Визит в Москву одного из самых известных в мире популяризаторов науки — сэра Роджера Пенроуза наделал немало шума. Еще бы: мегазвезда Оксфорда, носящая рыцарские шпоры и мантию члена Лондонского королевского общества, знаменитый ученый, автор целой кипы научных бестселлеров. Исследователь парадоксов Вселенной, геометрии пространства-времени, сэр Роджер известен у нас в стране по своей книжке «Новый ум короля», где он изложил революционную концепцию квантового сознания и теорию сильного искусственного интеллекта. А был еще «Путь к реальности» с парадоксальным взглядом на законы Вселенной и «Тени разума» — о тайнах человеческого мозга. Более сорока лет ученый не посещал нашу страну, и то, что гендиректору НИИ гиперкомплексных систем в геометрии и физике Дмитрию Павлову совместно с коллегами из МГТУ им. Баумана удалось заманить 81-летнего Пенроуза в Россию, — настоящее чудо. Неудивительно, что на его лекциях и семинарах полный аншлаг.

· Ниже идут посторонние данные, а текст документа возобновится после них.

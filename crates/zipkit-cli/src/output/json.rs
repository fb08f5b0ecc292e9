//! JSON output formatter for machine-readable results.

use super::formatter::JsonOutput;
use super::formatter::OutputFormatter;
use crate::error::error_code;
use anyhow::Result;
use serde::Serialize;
use std::io::Write;
use std::io::{self};
use std::path::Path;
use zipkit_core::CreationReport;
use zipkit_core::ExtractionReport;

pub struct JsonFormatter;

#[derive(Serialize)]
struct CreationOutput {
    output_path: String,
    files_added: usize,
    directories_added: usize,
    bytes_written: u64,
    bytes_compressed: u64,
    compression_ratio: f64,
    compression_percentage: f64,
    encrypted: bool,
    files_skipped: usize,
    duration_ms: u128,
    warnings: Vec<String>,
}

impl CreationOutput {
    fn new(output_path: &Path, report: &CreationReport) -> Self {
        Self {
            output_path: output_path.display().to_string(),
            files_added: report.files_added,
            directories_added: report.directories_added,
            bytes_written: report.bytes_written,
            bytes_compressed: report.bytes_compressed,
            compression_ratio: report.compression_ratio(),
            compression_percentage: report.compression_percentage(),
            encrypted: report.encrypted,
            files_skipped: report.files_skipped,
            duration_ms: report.duration.as_millis(),
            warnings: report.warnings.clone(),
        }
    }
}

#[derive(Serialize)]
struct ExtractionOutput {
    output_dir: String,
    files_extracted: usize,
    directories_created: usize,
    entries_decrypted: usize,
    entries_skipped: usize,
    bytes_written: u64,
    duration_ms: u128,
    warnings: Vec<String>,
}

impl ExtractionOutput {
    fn new(output_dir: &Path, report: &ExtractionReport) -> Self {
        Self {
            output_dir: output_dir.display().to_string(),
            files_extracted: report.files_extracted,
            directories_created: report.directories_created,
            entries_decrypted: report.entries_decrypted,
            entries_skipped: report.entries_skipped,
            bytes_written: report.bytes_written,
            duration_ms: report.duration.as_millis(),
            warnings: report.warnings.clone(),
        }
    }
}

impl JsonFormatter {
    fn output<T: Serialize>(value: &T) -> Result<()> {
        let json = serde_json::to_string_pretty(value)?;
        writeln!(io::stdout(), "{json}")?;
        Ok(())
    }
}

impl OutputFormatter for JsonFormatter {
    fn format_creation_result(&self, output_path: &Path, report: &CreationReport) -> Result<()> {
        let output = JsonOutput::success("zip", CreationOutput::new(output_path, report));
        Self::output(&output)
    }

    fn format_extraction_result(
        &self,
        output_dir: &Path,
        report: &ExtractionReport,
    ) -> Result<()> {
        let output = JsonOutput::success("unzip", ExtractionOutput::new(output_dir, report));
        Self::output(&output)
    }

    fn format_version(&self, version: &str) -> Result<()> {
        #[derive(Serialize)]
        struct VersionData<'a> {
            version: &'a str,
        }

        Self::output(&JsonOutput::success("version", VersionData { version }))
    }

    fn format_error(&self, operation: &str, error: &anyhow::Error) {
        let output = JsonOutput::error(operation, error.to_string(), error_code(error));
        let _ = Self::output(&output);
    }
}
//! Archive creation.
//!
//! [`TreeWalker`] enumerates a source file or directory and
//! [`create_zip`] writes the resulting entries into a ZIP container, plain or
//! AES encrypted depending on [`CreationConfig::encryption`].

pub mod config;
pub mod report;
pub mod walker;
pub mod zip;

// Re-exports for public API
pub use config::CreationConfig;
pub use report::CreationReport;
pub use walker::CollectedEntries;
pub use walker::TreeWalker;
pub use walker::Walk;
pub use walker::collect_entries;
pub use self::zip::create_zip;
pub use self::zip::write_archive;
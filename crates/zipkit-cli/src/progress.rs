//! Progress bar implementation for CLI operations.

use console::Term;
use indicatif::ProgressBar;
use indicatif::ProgressStyle;
use std::path::Path;
use zipkit_core::ProgressCallback;

/// CLI progress bar wrapper implementing `ProgressCallback`.
///
/// The bar length is the archive's entry count, learned from the first
/// `on_entry_start`. Bytes streamed so far are shown next to it. The bar is
/// cleared on drop so an error message is never drawn over it.
pub struct CliProgress {
    bar: ProgressBar,
    label: String,
    bytes_written: u64,
}

impl CliProgress {
    /// Creates a new CLI progress bar labelled with `message`
    /// (e.g. "Compressing", "Extracting").
    #[must_use]
    pub fn new(message: &str) -> Self {
        let bar = ProgressBar::new(0);

        // Template: "Extracting [████████░░░░] 42/100 entries 15.2 MB (3s) root/sub/b.txt"
        bar.set_style(
            ProgressStyle::default_bar()
                .template("{prefix} [{bar:40.cyan/blue}] {pos}/{len} entries {msg}")
                .unwrap_or_else(|_| ProgressStyle::default_bar())
                .progress_chars("█▓░"),
        );
        bar.set_prefix(message.to_string());

        Self {
            bar,
            label: String::new(),
            bytes_written: 0,
        }
    }

    /// Checks if we should show progress (TTY detection).
    #[must_use]
    pub fn should_show() -> bool {
        Term::stdout().is_term()
    }

    fn refresh_message(&self) {
        self.bar.set_message(format!(
            "{} ({}) {}",
            humanize_bytes(self.bytes_written),
            humanize_duration(self.bar.elapsed()),
            self.label
        ));
    }
}

impl Drop for CliProgress {
    fn drop(&mut self) {
        self.bar.finish_and_clear();
    }
}

impl ProgressCallback for CliProgress {
    fn on_entry_start(&mut self, path: &Path, total: usize, _current: usize) {
        self.bar.set_length(total as u64);
        self.label = path.display().to_string();
        self.refresh_message();
    }

    fn on_bytes_written(&mut self, bytes: u64) {
        self.bytes_written += bytes;
        self.refresh_message();
    }

    fn on_entry_complete(&mut self, _path: &Path) {
        self.bar.inc(1);
    }

    fn on_complete(&mut self) {
        self.bar.finish_and_clear();
    }
}

/// Converts bytes to human-readable format (KB, MB, GB, TB).
fn humanize_bytes(bytes: u64) -> String {
    const KB: u64 = 1024;
    const MB: u64 = KB * 1024;
    const GB: u64 = MB * 1024;
    const TB: u64 = GB * 1024;

    if bytes >= TB {
        format!("{:.1} TB", bytes as f64 / TB as f64)
    } else if bytes >= GB {
        format!("{:.1} GB", bytes as f64 / GB as f64)
    } else if bytes >= MB {
        format!("{:.1} MB", bytes as f64 / MB as f64)
    } else if bytes >= KB {
        format!("{:.1} KB", bytes as f64 / KB as f64)
    } else {
        format!("{bytes} B")
    }
}

/// Converts duration to human-readable format.
fn humanize_duration(duration: std::time::Duration) -> String {
    let secs = duration.as_secs();
    if secs >= 3600 {
        format!("{}h{}m", secs / 3600, (secs % 3600) / 60)
    } else if secs >= 60 {
        format!("{}m{}s", secs / 60, secs % 60)
    } else {
        format!("{secs}s")
    }
}

#[cfg(test)]
mod tests {
    use super::*;

    #[test]
    fn test_humanize_bytes() {
        assert_eq!(humanize_bytes(0), "0 B");
        assert_eq!(humanize_bytes(512), "512 B");
        assert_eq!(humanize_bytes(1536), "1.5 KB");
        assert_eq!(humanize_bytes(1024 * 1024), "1.0 MB");
        assert_eq!(humanize_bytes(1024_u64.pow(4)), "1.0 TB");
    }

    #[test]
    fn test_humanize_duration() {
        assert_eq!(humanize_duration(std::time::Duration::from_secs(30)), "30s");
        assert_eq!(
            humanize_duration(std::time::Duration::from_secs(90)),
            "1m30s"
        );
        assert_eq!(
            humanize_duration(std::time::Duration::from_secs(3661)),
            "1h1m"
        );
    }

    #[test]
    fn test_progress_tracks_entries_and_bytes() {
        let mut progress = CliProgress::new("Testing");

        progress.on_entry_start(Path::new("root/a.txt"), 3, 1);
        progress.on_bytes_written(1024);
        progress.on_bytes_written(512);
        progress.on_entry_complete(Path::new("root/a.txt"));

        assert_eq!(progress.bytes_written, 1536);
        assert_eq!(progress.bar.position(), 1);
        assert_eq!(progress.bar.length(), Some(3));
        assert_eq!(progress.label, "root/a.txt");
    }
}
//! Test utilities for building ZIP archives in memory.
//!
//! The archives built here can contain entry names the engine itself never
//! writes (traversal segments, absolute paths, symlinks), which is what the
//! extraction tests need.
//!
//! # Panics
//!
//! All functions in this module may panic on I/O errors since they are
//! designed for test use only where panics are acceptable.

#![allow(clippy::unwrap_used, clippy::missing_panics_doc)]

use std::io::Cursor;
use std::io::Write;
use zip::AesMode;
use zip::CompressionMethod;
use zip::ZipWriter;
use zip::write::SimpleFileOptions;

/// Creates an in-memory ZIP archive from a list of entries.
///
/// Each entry is a tuple of (name, content). Files are stored uncompressed
/// with mode 0o644.
///
/// # Examples
///
/// ```
/// use zipkit_core::test_utils::create_test_zip;
///
/// let zip_data = create_test_zip(vec![("file.txt", b"hello"), ("../evil.txt", b"world")]);
/// assert!(!zip_data.is_empty());
/// ```
#[must_use]
pub fn create_test_zip(entries: Vec<(&str, &[u8])>) -> Vec<u8> {
    entries
        .into_iter()
        .fold(ZipTestBuilder::new(), |builder, (name, data)| {
            builder.add_file(name, data)
        })
        .build()
}

/// Builder for ZIP test archives with various entry types.
///
/// # Examples
///
/// ```
/// use zipkit_core::test_utils::ZipTestBuilder;
///
/// let zip_data = ZipTestBuilder::new()
///     .add_directory("dir/")
///     .add_file("dir/plain.txt", b"content")
///     .with_password("secret")
///     .add_file("dir/hidden.txt", b"encrypted")
///     .build();
/// ```
pub struct ZipTestBuilder {
    zip: ZipWriter<Cursor<Vec<u8>>>,
    password: Option<String>,
}

impl ZipTestBuilder {
    /// Creates a new ZIP test builder.
    #[must_use]
    pub fn new() -> Self {
        Self {
            zip: ZipWriter::new(Cursor::new(Vec::new())),
            password: None,
        }
    }

    /// Encrypts files added after this call with AES-256.
    #[must_use]
    pub fn with_password(mut self, password: &str) -> Self {
        self.password = Some(password.to_string());
        self
    }

    /// Adds a regular file to the archive.
    #[must_use]
    pub fn add_file(self, name: &str, data: &[u8]) -> Self {
        self.add_file_with_mode(name, data, 0o644)
    }

    /// Adds a regular file with custom mode.
    #[must_use]
    pub fn add_file_with_mode(mut self, name: &str, data: &[u8], mode: u32) -> Self {
        let options = SimpleFileOptions::default()
            .compression_method(CompressionMethod::Deflated)
            .unix_permissions(mode);

        match self.password.as_deref() {
            Some(password) => self
                .zip
                .start_file(name, options.with_aes_encryption(AesMode::Aes256, password))
                .unwrap(),
            None => self.zip.start_file(name, options).unwrap(),
        }
        self.zip.write_all(data).unwrap();
        self
    }

    /// Adds a directory to the archive.
    #[must_use]
    pub fn add_directory(mut self, name: &str) -> Self {
        let options = SimpleFileOptions::default().unix_permissions(0o755);
        self.zip.add_directory(name, options).unwrap();
        self
    }

    /// Adds a symlink entry pointing at `target`.
    #[must_use]
    pub fn add_symlink(mut self, name: &str, target: &str) -> Self {
        self.zip
            .add_symlink(name, target, SimpleFileOptions::default())
            .unwrap();
        self
    }

    /// Builds and returns the ZIP archive data.
    #[must_use]
    pub fn build(self) -> Vec<u8> {
        self.zip.finish().unwrap().into_inner()
    }
}

impl Default for ZipTestBuilder {
    fn default() -> Self {
        Self::new()
    }
}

— Сэр Роджер, вы один из тех, кто ввел в научный оборот понятие «темная материя». Теоретически доказано, что она существует и занимает огромную часть сущего. Однако практического подтверждения — ни одного. Парадокс?

— Я бы предпочел термин не «темная материя», а «невидимое вещество». Каково оно, мы не знаем, потому что не видим его, не наблюдаем, не ощущаем. Вот вам и ответ на вопрос, почему его так трудно обнаружить. Собственно, единственная пока возможность это сделать — изучение эффектов гравитации, на которую вещество должно влиять. Разумеется, существуют самые разные воззрения на сей счет. Я полагаю, что те уравнения, что описывают гравитацию, должны учитывать вещество, которое мы не можем наблюдать. Иначе получаются довольно заметные расхождения между теоретическими и реальными траекториями объектов. Есть два варианта: либо существует намного большее количество вещества, которого почему-то не видно, либо законы гравитации не такие, как мы думаем. Ну и, конечно, тут возникают самые разные гипотезы, пытающиеся пролить свет на темное вещество.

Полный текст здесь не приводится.